Measuring Effectiveness of Treatments in Rare Disorders, Evidence from Clinical Trials in Fragile X Syndrome

Abstract

Abstract Fragile X Syndrome (FXS) is the leading cause of inherited intellectual disability and autism spectrum disorder (ASD). It results from mutations of the FMR1 gene and the subsequent loss of Fragile X mental disorder 1 protein (FMRP). FXS has been the focus of intense preclinical research leading to several clinical trials. Effect sizes compare the effectiveness of treatments for neurodevelopmental disorders, such as FXS. This paper reviews effect sizes of different drug treatments in clinical trials for FXS to understand potential issues with the designs of current trials which could affect efficacy detectability. We searched for "Fragile X Syndrome" query in PubMed and filtered the clinical trials and downloaded the list of all publication IDs. PubMed's API was then utilized to collect the abstract's content into a spreadsheet.
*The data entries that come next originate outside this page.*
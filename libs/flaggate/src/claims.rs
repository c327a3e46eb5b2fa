use crate::{claims_error::ClaimsError, config::ClaimsConfig, features::TokenFeatures};
use serde::Serialize;
use serde_json::{Map, Value};
use std::collections::BTreeSet;
use time::OffsetDateTime;

/// Normalized subject attributes of one inbound operation.
///
/// Derived once from a verified assertion and never mutated or persisted.
#[derive(Debug, Clone, PartialEq, Serialize)]
pub struct IdentityClaims {
    subject: String,
    roles: BTreeSet<String>,
    #[serde(skip_serializing_if = "Option::is_none")]
    tenant: Option<String>,
    #[serde(
        skip_serializing_if = "Option::is_none",
        with = "time::serde::rfc3339::option"
    )]
    expires_at: Option<OffsetDateTime>,
    #[serde(skip)]
    raw: Map<String, Value>,
    #[serde(skip)]
    features: TokenFeatures,
}

impl IdentityClaims {
    /// Claims for `subject` with no roles, tenant, expiry or extra claims
    #[must_use]
    pub fn for_subject(subject: impl Into<String>) -> Self {
        Self {
            subject: subject.into(),
            roles: BTreeSet::new(),
            tenant: None,
            expires_at: None,
            raw: Map::new(),
            features: TokenFeatures::default(),
        }
    }

    #[must_use]
    pub fn with_role(mut self, role: impl Into<String>) -> Self {
        self.roles.insert(role.into());
        self
    }

    #[must_use]
    pub fn with_tenant(mut self, tenant: impl Into<String>) -> Self {
        self.tenant = Some(tenant.into());
        self
    }

    #[must_use]
    pub fn with_expiry(mut self, expires_at: OffsetDateTime) -> Self {
        self.expires_at = Some(expires_at);
        self
    }

    /// Attach an extra claim readable by `claim.<name>` attribute rules
    #[must_use]
    pub fn with_claim(mut self, name: impl Into<String>, value: Value) -> Self {
        self.raw.insert(name.into(), value);
        self
    }

    /// Attach the token-carried feature tree
    #[must_use]
    pub fn with_features(mut self, features: &Value) -> Self {
        self.features = TokenFeatures::from_claim(Some(features));
        self
    }

    #[must_use]
    pub fn subject(&self) -> &str {
        &self.subject
    }

    #[must_use]
    pub fn roles(&self) -> &BTreeSet<String> {
        &self.roles
    }

    #[must_use]
    pub fn has_role(&self, role: &str) -> bool {
        self.roles.contains(role)
    }

    #[must_use]
    pub fn tenant(&self) -> Option<&str> {
        self.tenant.as_deref()
    }

    #[must_use]
    pub fn expires_at(&self) -> Option<OffsetDateTime> {
        self.expires_at
    }

    /// Look up a raw claim by name or dotted path
    #[must_use]
    pub fn claim(&self, path: &str) -> Option<&Value> {
        lookup_in(&self.raw, path)
    }

    #[must_use]
    pub fn features(&self) -> &TokenFeatures {
        &self.features
    }

    /// Whether the token itself enables the feature at the dotted `path`
    #[must_use]
    pub fn has_feature(&self, path: &str) -> bool {
        self.features.is_enabled(path)
    }
}

/// Turns verified identity assertions into [`IdentityClaims`].
///
/// Signature and expiry are checked upstream by the token validation layer;
/// this only normalizes the decoded payload.
#[derive(Debug, Clone, Default)]
pub struct ClaimsExtractor {
    config: ClaimsConfig,
}

impl ClaimsExtractor {
    #[must_use]
    pub fn new(config: ClaimsConfig) -> Self {
        Self { config }
    }

    #[must_use]
    pub fn config(&self) -> &ClaimsConfig {
        &self.config
    }

    /// Normalize a decoded assertion
    ///
    /// # Errors
    /// Returns `ClaimsError` if the assertion is not an object, the subject is
    /// absent or empty, or a present claim has the wrong shape.
    pub fn extract(&self, assertion: &Value) -> Result<IdentityClaims, ClaimsError> {
        let obj = assertion.as_object().ok_or(ClaimsError::NotAnObject)?;

        let subject_claim = &self.config.subject_claim;
        let subject = lookup_in(obj, subject_claim)
            .ok_or_else(|| ClaimsError::MissingClaim(subject_claim.clone()))?
            .as_str()
            .ok_or_else(|| ClaimsError::invalid(subject_claim, "must be a string"))?
            .trim();
        if subject.is_empty() {
            return Err(ClaimsError::MissingClaim(subject_claim.clone()));
        }

        let roles = lookup_in(obj, &self.config.roles_claim)
            .map(|v| parse_roles(v, &self.config.roles_claim))
            .transpose()?
            .unwrap_or_default();

        let tenant = lookup_in(obj, &self.config.tenant_claim)
            .filter(|v| !v.is_null())
            .map(|v| {
                v.as_str()
                    .map(ToOwned::to_owned)
                    .ok_or_else(|| ClaimsError::invalid(&self.config.tenant_claim, "must be a string"))
            })
            .transpose()?;

        let expires_at = obj
            .get("exp")
            .map(|v| parse_timestamp(v, "exp"))
            .transpose()?;

        let features_value = lookup_in(obj, &self.config.features_claim);
        if let Some(value) = features_value
            && !value.is_object()
            && !value.is_null()
        {
            return Err(ClaimsError::invalid(
                &self.config.features_claim,
                "must be an object",
            ));
        }

        Ok(IdentityClaims {
            subject: subject.to_owned(),
            roles,
            tenant,
            expires_at,
            raw: obj.clone(),
            features: TokenFeatures::from_claim(features_value),
        })
    }
}

/// Resolve a claim name, falling back to a dotted path into nested objects.
///
/// The literal name wins so namespaced claims such as
/// `https://example.com/roles` keep working.
fn lookup_in<'a>(obj: &'a Map<String, Value>, path: &str) -> Option<&'a Value> {
    if let Some(value) = obj.get(path) {
        return Some(value);
    }

    let mut segments = path.split('.');
    let mut current = obj.get(segments.next()?)?;
    for segment in segments {
        current = current.as_object()?.get(segment)?;
    }
    Some(current)
}

/// Roles come either as an array of strings or as one space-delimited string
fn parse_roles(value: &Value, field_name: &str) -> Result<BTreeSet<String>, ClaimsError> {
    match value {
        Value::Null => Ok(BTreeSet::new()),
        Value::String(s) => Ok(s.split_whitespace().map(ToOwned::to_owned).collect()),
        Value::Array(arr) => Ok(arr
            .iter()
            .filter_map(Value::as_str)
            .filter(|s| !s.is_empty())
            .map(ToOwned::to_owned)
            .collect()),
        _ => Err(ClaimsError::invalid(
            field_name,
            "must be an array of strings or a string",
        )),
    }
}

fn parse_timestamp(value: &Value, field_name: &str) -> Result<OffsetDateTime, ClaimsError> {
    let ts = value
        .as_i64()
        .ok_or_else(|| ClaimsError::invalid(field_name, "must be a number (unix timestamp)"))?;

    OffsetDateTime::from_unix_timestamp(ts)
        .map_err(|_| ClaimsError::invalid(field_name, "invalid unix timestamp"))
}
Studies were narrowed down to those with sufficient statistics data to calculate effect size relative to placebo. Phase 2 and 3 clinical trials for arbaclofen and one trial for L-acetylcarnitine reported large effect sizes. No significant findings were present between placebo and treatment groups. Studies without a placebo group reported larger treatment effect sizes. Small sample sizes, scarcity of studies, and outcome measures based on caregiver reports prevented us from drawing conclusions.